General Breedlove, who reportedly advises the Biden administration on its Ukraine policy, asserted the necessity of inserting NATO forces into an active warzone incorrectly stating that “there are no Russian troops west of the Dnieper River. So why don’t we put NATO troops into western Ukraine to carry out humanitarian missions and to set up a forward arms supply base?”

Beyond providing a protected point of arms supply, Breedlove went on to argue that NATO forces so positioned should also enable the protection of Odessa from Russian forces to prohibit them from cutting Ukraine off from the Black Sea.

The fact that a former commander of NATO forces in Europe is openly promoting the idea of inserting NATO ground forces into Ukraine heedless of the very real risk of escalation toward the nuclear threshold should be deeply concerning. Russia’s nuclear doctrine clearly outlines the potential for nuclear use – even “limited” or “tactical” use – in a conventional conflict with NATO forces. According to a recent report by the Congressional Research Service, given its conventional deficiencies, “Russia has potentially placed a greater reliance on nuclear weapons and may threaten to use them during regional conflicts.”

Most experts seem to agree that the chance of nuclear use in the current conflict remains low as long as NATO stays out of the fighting. If that changes, escalation could conceivably occur rapidly.

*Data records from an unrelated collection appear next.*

//! In-memory repository
//!
//! Definitions and groups live in a shared [`CatalogRegistry`]; hierarchy
//! entities, items, and associations live in id-ordered maps behind a `tokio`
//! read-write lock.

use crate::repository::{AssociationFilter, Repository};
use crate::{Error, Result};
use mdm_ir::{Association, Category, EntityId, EntityKind, Family, Item, ItemType};
use mdm_schema::{AttributeDefinition, AttributeGroup, CatalogRegistry, PopulatedGroup};
use std::collections::BTreeMap;
use std::sync::Arc;
use tokio::sync::RwLock;
use tracing::{debug, trace};

#[derive(Debug, Default)]
struct MemoryState {
    item_types: BTreeMap<EntityId, ItemType>,
    categories: BTreeMap<EntityId, Category>,
    families: BTreeMap<EntityId, Family>,
    items: BTreeMap<EntityId, Item>,
    associations: BTreeMap<EntityId, Association>,
}

impl MemoryState {
    fn count_references(&self, target: &EntityId) -> usize {
        let is = |id: &EntityId| id == target;
        let is_opt = |id: Option<&EntityId>| id.is_some_and(is);

        let item_types = self
            .item_types
            .values()
            .filter(|t| t.attribute_groups.iter().any(is) || is_opt(t.category.as_ref()))
            .count();
        let categories = self
            .categories
            .values()
            .filter(|c| {
                c.attribute_groups.iter().any(is)
                    || is_opt(c.parent.as_ref())
                    || is_opt(c.item_type.as_ref())
            })
            .count();
        let families = self
            .families
            .values()
            .filter(|f| {
                f.attribute_groups.iter().any(is)
                    || is_opt(f.parent.as_ref())
                    || is_opt(f.category.as_ref())
            })
            .count();
        let items = self
            .items
            .values()
            .filter(|i| is(&i.item_type) || is(&i.category) || is_opt(i.family.as_ref()))
            .count();

        item_types + categories + families + items
    }

    fn unlink(&mut self, id: &EntityId) -> usize {
        let before = self.associations.len();
        self.associations.retain(|_, a| !a.touches(id));
        before - self.associations.len()
    }
}

/// Repository backed by process memory
///
/// Cloning is cheap and clones share the same data.
#[derive(Debug, Clone, Default)]
pub struct MemoryStore {
    registry: Arc<CatalogRegistry>,
    state: Arc<RwLock<MemoryState>>,
}

impl MemoryStore {
    /// Create an empty store
    #[must_use]
    pub fn new() -> Self {
        Self::default()
    }

    /// Create a store over an existing definition/group registry
    #[must_use]
    pub fn with_registry(registry: Arc<CatalogRegistry>) -> Self {
        Self {
            registry,
            state: Arc::default(),
        }
    }
}

fn ensure_unique_code<'a, I>(entity: EntityKind, id: &EntityId, code: &str, existing: I) -> Result<()>
where
    I: IntoIterator<Item = (&'a EntityId, &'a str)>,
{
    if existing
        .into_iter()
        .any(|(other_id, other_code)| other_code == code && other_id != id)
    {
        return Err(Error::duplicate(entity, code));
    }
    Ok(())
}

impl Repository for MemoryStore {
    async fn find_item_type(&self, id: &EntityId) -> Result<Option<ItemType>> {
        Ok(self.state.read().await.item_types.get(id).cloned())
    }

    async fn find_category(&self, id: &EntityId) -> Result<Option<Category>> {
        Ok(self.state.read().await.categories.get(id).cloned())
    }

    async fn find_family(&self, id: &EntityId) -> Result<Option<Family>> {
        Ok(self.state.read().await.families.get(id).cloned())
    }

    async fn find_item(&self, id: &EntityId) -> Result<Option<Item>> {
        Ok(self.state.read().await.items.get(id).cloned())
    }

    async fn find_definition(&self, id: &EntityId) -> Result<Option<AttributeDefinition>> {
        Ok(self.registry.get_definition(id))
    }

    async fn find_definition_by_code(&self, code: &str) -> Result<Option<AttributeDefinition>> {
        Ok(self.registry.get_definition_by_code(code))
    }

    async fn find_group(&self, id: &EntityId) -> Result<Option<AttributeGroup>> {
        Ok(self.registry.get_group(id))
    }

    async fn find_association(&self, id: &EntityId) -> Result<Option<Association>> {
        Ok(self.state.read().await.associations.get(id).cloned())
    }

    async fn find_associations(&self, filter: &AssociationFilter) -> Result<Vec<Association>> {
        Ok(self
            .state
            .read()
            .await
            .associations
            .values()
            .filter(|a| filter.matches(a))
            .cloned()
            .collect())
    }

    async fn find_attribute_groups_by_ids(&self, ids: &[EntityId]) -> Result<Vec<PopulatedGroup>> {
        trace!("Populating {} attribute groups", ids.len());
        Ok(self.registry.populate(ids))
    }

    async fn count_referencing_entities(&self, target: &EntityId) -> Result<usize> {
        let entities = self.state.read().await.count_references(target);
        let groups = self.registry.groups_containing(target).len();
        Ok(entities + groups)
    }

    async fn list_categories(&self) -> Result<Vec<Category>> {
        Ok(self.state.read().await.categories.values().cloned().collect())
    }

    async fn list_families(&self) -> Result<Vec<Family>> {
        Ok(self.state.read().await.families.values().cloned().collect())
    }

    async fn list_items(&self) -> Result<Vec<Item>> {
        Ok(self.state.read().await.items.values().cloned().collect())
    }

    async fn list_definitions(&self) -> Result<Vec<AttributeDefinition>> {
        Ok(self.registry.definitions())
    }

    async fn list_groups(&self) -> Result<Vec<AttributeGroup>> {
        Ok(self.registry.groups())
    }

    async fn save_item_type(&self, item_type: ItemType) -> Result<()> {
        let mut state = self.state.write().await;
        ensure_unique_code(
            EntityKind::ItemType,
            &item_type.id,
            &item_type.code,
            state.item_types.values().map(|t| (&t.id, t.code.as_str())),
        )?;
        debug!("Saving item type: {} ({})", item_type.code, item_type.id);
        state.item_types.insert(item_type.id.clone(), item_type);
        Ok(())
    }

    async fn save_category(&self, category: Category) -> Result<()> {
        let mut state = self.state.write().await;
        ensure_unique_code(
            EntityKind::Category,
            &category.id,
            &category.code,
            state.categories.values().map(|c| (&c.id, c.code.as_str())),
        )?;
        debug!("Saving category: {} ({})", category.code, category.id);
        state.categories.insert(category.id.clone(), category);
        Ok(())
    }

    async fn save_family(&self, family: Family) -> Result<()> {
        let mut state = self.state.write().await;
        ensure_unique_code(
            EntityKind::Family,
            &family.id,
            &family.code,
            state.families.values().map(|f| (&f.id, f.code.as_str())),
        )?;
        debug!("Saving family: {} ({})", family.code, family.id);
        state.families.insert(family.id.clone(), family);
        Ok(())
    }

    async fn save_item(&self, item: Item) -> Result<()> {
        let mut state = self.state.write().await;
        ensure_unique_code(
            EntityKind::Item,
            &item.id,
            &item.code,
            state.items.values().map(|i| (&i.id, i.code.as_str())),
        )?;
        debug!("Saving item: {} ({})", item.code, item.id);
        state.items.insert(item.id.clone(), item);
        Ok(())
    }

    async fn save_definition(&self, definition: AttributeDefinition) -> Result<()> {
        if let Some(owner) = self.registry.definition_code_owner(&definition.code) {
            if owner != definition.id {
                return Err(Error::duplicate(
                    EntityKind::AttributeDefinition,
                    definition.code,
                ));
            }
        }
        debug!("Saving definition: {} ({})", definition.code, definition.id);
        self.registry.register_definition(definition);
        Ok(())
    }

    async fn save_group(&self, group: AttributeGroup) -> Result<()> {
        if let Some(owner) = self.registry.group_code_owner(&group.code) {
            if owner != group.id {
                return Err(Error::duplicate(EntityKind::AttributeGroup, group.code));
            }
        }
        debug!("Saving group: {} ({})", group.code, group.id);
        self.registry.register_group(group);
        Ok(())
    }

    async fn save_association(&self, association: Association) -> Result<()> {
        let mut state = self.state.write().await;
        if state
            .associations
            .values()
            .any(|a| a.id != association.id && a.same_link(&association))
        {
            return Err(Error::DuplicateAssociation {
                from: association.from,
                to: association.to,
                kind: association.kind,
            });
        }
        debug!(
            "Saving association: {} -[{}]-> {} ({})",
            association.from, association.kind, association.to, association.id
        );
        state.associations.insert(association.id.clone(), association);
        Ok(())
    }

    async fn delete(&self, kind: EntityKind, id: &EntityId) -> Result<()> {
        let references = self.count_referencing_entities(id).await?;
        if references > 0 {
            return Err(Error::InUse {
                entity: kind,
                id: id.clone(),
                references,
            });
        }

        let removed = match kind {
            EntityKind::AttributeDefinition => self.registry.remove_definition(id).is_some(),
            EntityKind::AttributeGroup => self.registry.remove_group(id).is_some(),
            EntityKind::ItemType => self.state.write().await.item_types.remove(id).is_some(),
            EntityKind::Category => self.state.write().await.categories.remove(id).is_some(),
            EntityKind::Family => self.state.write().await.families.remove(id).is_some(),
            EntityKind::Item => self.state.write().await.items.remove(id).is_some(),
            EntityKind::Association => self.state.write().await.associations.remove(id).is_some(),
        };

        if !removed {
            return Err(Error::not_found(kind, id.clone()));
        }
        let unlinked = self.state.write().await.unlink(id);
        debug!("Deleted {}: {} ({} associations removed)", kind, id, unlinked);
        Ok(())
    }
}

General Breedlove is not alone in making reckless policy pronouncements on Ukraine. GOP House Rep. Adam Kinzinger has repeatedly called for a “no-fly zone” over Ukraine, a move that would lead to US aircraft targeting Russian planes and air defense assets on the ground, a blatant act of war. Democratic Senator Chris Coons also recently had to walk back a suggestion that the US should send troops to Ukraine.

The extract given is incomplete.